2012 | Jonas S Almeida, Alexander Grüneberg, Wolfgang Maass and Susana Vinga
This paper presents a novel approach to sequence alignment using fractal MapReduce decomposition. The method, called Universal Sequence Map (USM), allows for the alignment of sequences without relying on dynamic programming. Instead, it uses a fractal representation technique known as Chaos Game Representation (CGR) to encode sequences as numerical coordinates. These coordinates are then used to calculate the length of the longest similar segment between two sequences, without the need for dynamic programming.
The USM approach is implemented using a browser-based application (webApp) and an open-source JavaScript library (usm.js). The webApp allows users to interact with the USM method, while the library provides the underlying functionality for sequence encoding, decoding, and distance calculation. The method is particularly effective for large-scale genomic data analysis, as it can be parallelized and distributed across multiple computing nodes.
The USM method is based on the concept of iterated maps, which are used to generate numerical coordinates for sequences. These coordinates are then used to calculate the similarity between sequences. The method is compared to traditional dynamic programming approaches and is shown to be more efficient and scalable for large datasets.

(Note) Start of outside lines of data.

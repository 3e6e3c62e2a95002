//! Domain entities and invariants.

#![forbid(unsafe_code)]

mod connection;
mod execution;
mod lock;
mod log;

pub use connection::{PENDING_CONNECTION_PREFIX, ViewerConnection, pending_connection_id};
pub use execution::ExecutionStatus;
pub use lock::{ExecutionLock, LockStatus};
pub use log::{DisconnectNotice, LogEntry, LogLine, encode_ndjson};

The paper also discusses the implementation of the USM method in JavaScript, highlighting the advantages of using a functional programming language for this type of computation. The method is demonstrated using a variety of examples, including the alignment of short sequences and full genomes. The results show that the USM method can be used to align sequences efficiently and accurately, even for very long sequences.

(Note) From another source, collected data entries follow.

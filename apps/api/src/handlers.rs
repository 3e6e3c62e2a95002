pub mod executions;
pub mod health;
pub mod locks;
pub mod viewers;

#[cfg(test)]
mod test_support;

The study concludes that the USM method provides a scalable and efficient alternative to traditional sequence alignment methods. It is particularly well-suited for large-scale genomic data analysis, where the volume of data is too large for traditional methods to handle. The method is implemented in JavaScript, making it accessible and easy to use for a wide range of applications.This paper presents a novel approach to sequence alignment using fractal MapReduce decomposition. The method, called Universal Sequence Map (USM), allows for the alignment of sequences without relying on dynamic programming. Instead, it uses a fractal representation technique known as Chaos Game Representation (CGR) to encode sequences as numerical coordinates. These coordinates are then used to calculate the length of the longest similar segment between two sequences, without the need for dynamic programming.

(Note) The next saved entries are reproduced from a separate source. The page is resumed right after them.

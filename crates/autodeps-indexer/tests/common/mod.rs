#![allow(dead_code)]

use autodeps_bazel::{BuildGraph, OutputRoots, Workspace};
use autodeps_core::{AutodepsError, Result};
use serde_json::{json, Value};
use std::cell::RefCell;
use std::collections::HashMap;
use std::fs::{self, File};
use std::io::Write;
use std::path::{Path, PathBuf};
use tempfile::TempDir;
use zip::write::SimpleFileOptions;
use zip::ZipWriter;

pub fn write_jar(path: &Path, classes: &[&str]) {
    fs::create_dir_all(path.parent().unwrap()).unwrap();
    let mut writer = ZipWriter::new(File::create(path).unwrap());
    writer
        .start_file("META-INF/MANIFEST.MF", SimpleFileOptions::default())
        .unwrap();
    writer.write_all(b"Manifest-Version: 1.0\n").unwrap();
    for class in classes {
        let entry = format!("{}.class", class.replace('.', "/"));
        writer
            .start_file(entry, SimpleFileOptions::default())
            .unwrap();
        writer.write_all(b"\xca\xfe\xba\xbe").unwrap();
    }
    writer.finish().unwrap();
}

/// Three empty roots laid out like a workspace, an output base and bazel-bin.
pub struct Layout {
    _dir: TempDir,
    pub workspace: Workspace,
}

impl Layout {
    pub fn new() -> Self {
        let dir = tempfile::tempdir().unwrap();
        let root = dir.path().join("ws");
        let base = dir.path().join("output_base");
        let bin = dir.path().join("bin");
        for d in [&root, &base, &bin] {
            fs::create_dir_all(d).unwrap();
        }
        Self {
            workspace: Workspace::new(root, base, bin),
            _dir: dir,
        }
    }

    pub fn root(&self) -> &Path {
        self.workspace.root()
    }

    pub fn base(&self) -> &Path {
        self.workspace.output_base()
    }

    pub fn bin(&self) -> &Path {
        self.workspace.bazel_bin()
    }
}

/// In-memory build tool. Builds "produce" jars registered with `on_build`.
#[derive(Default)]
pub struct FakeGraph {
    pub builds: RefCell<Vec<String>>,
    pub output_queries: RefCell<Vec<String>>,
    outputs: HashMap<String, Vec<String>>,
    artifacts: HashMap<String, Vec<(PathBuf, Vec<String>)>>,
    failing_builds: Vec<String>,
}

impl FakeGraph {
    pub fn new() -> Self {
        Self::default()
    }

    pub fn with_outputs(mut self, target: &str, files: &[&str]) -> Self {
        self.outputs
            .insert(target.to_string(), files.iter().map(|f| f.to_string()).collect());
        self
    }

    pub fn on_build(mut self, target: &str, jar: PathBuf, classes: &[&str]) -> Self {
        self.artifacts
            .entry(target.to_string())
            .or_default()
            .push((jar, classes.iter().map(|c| c.to_string()).collect()));
        self
    }

    pub fn failing_build(mut self, target: &str) -> Self {
        self.failing_builds.push(target.to_string());
        self
    }
}

impl BuildGraph for FakeGraph {
    fn output_roots(&self) -> Result<OutputRoots> {
        Err(AutodepsError::GraphQueryFailed {
            command: "info".into(),
            stderr: "not available in tests".into(),
        })
    }

    fn deps_graph(&self, seed: &str) -> Result<String> {
        Err(AutodepsError::GraphQueryFailed {
            command: format!("cquery deps({seed})"),
            stderr: "not available in tests".into(),
        })
    }

    fn build(&self, targets: &[&str]) -> Result<()> {
        for target in targets {
            self.builds.borrow_mut().push(target.to_string());
            if self.failing_builds.iter().any(|t| t == target) {
                return Err(AutodepsError::BuildFailed {
                    targets: target.to_string(),
                    status: "exit status: 1".into(),
                });
            }
            for (jar, classes) in self.artifacts.get(*target).into_iter().flatten() {
                let classes: Vec<&str> = classes.iter().map(String::as_str).collect();
                write_jar(jar, &classes);
            }
        }
        Ok(())
    }

    fn output_files(&self, target: &str) -> Result<Vec<String>> {
        self.output_queries.borrow_mut().push(target.to_string());
        Ok(self.outputs.get(target).cloned().unwrap_or_default())
    }

    fn source_files(&self, _target: &str) -> Result<Vec<PathBuf>> {
        Ok(Vec::new())
    }
}

pub fn rule(name: &str, class: &str, attrs: Vec<Value>, outputs: &[&str]) -> Value {
    json!({
        "target": {
            "type": "RULE",
            "rule": {
                "name": name,
                "ruleClass": class,
                "attribute": attrs,
                "ruleOutput": outputs,
            }
        }
    })
}

pub fn list_attr(name: &str, values: &[&str]) -> Value {
    json!({"name": name, "type": "STRING_LIST", "stringListValue": values})
}

pub fn string_attr(name: &str, value: &str) -> Value {
    json!({"name": name, "type": "STRING", "stringValue": value})
}

pub fn source_file(label: &str, location: &str) -> Value {
    json!({
        "target": {
            "type": "SOURCE_FILE",
            "sourceFile": {"name": label, "location": location}
        }
    })
}

pub fn snapshot(results: Vec<Value>) -> String {
    json!({ "results": results }).to_string()
}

The USM approach is implemented using a browser-based application (webApp) and an open-source JavaScript library (usm.js). The webApp allows users to interact with the USM method, while the library provides the underlying functionality for sequence encoding, decoding, and distance calculation. The method is particularly effective for large-scale genomic data analysis, as it can be parallelized and distributed across multiple computing nodes.
The USM method is based on the concept of iterated maps, which are used to generate numerical coordinates for sequences. These coordinates are then used to calculate the similarity between sequences. The method is compared to traditional dynamic programming approaches and is shown to be more efficient and scalable for large datasets.
The paper also discusses the implementation of the USM method in JavaScript, highlighting the advantages of using a functional programming language for this type of computation. The method is demonstrated using a variety of examples, including the alignment of short sequences and full genomes. The results show that the USM method can be used to align sequences efficiently and accurately, even for very long sequences.
The study concludes that the USM method provides a scalable and efficient alternative to traditional sequence alignment methods. It is particularly well-suited for large-scale genomic data analysis, where the volume of data is too large for traditional methods to handle. The method is implemented in JavaScript, making it accessible and easy to use for a wide range of applications.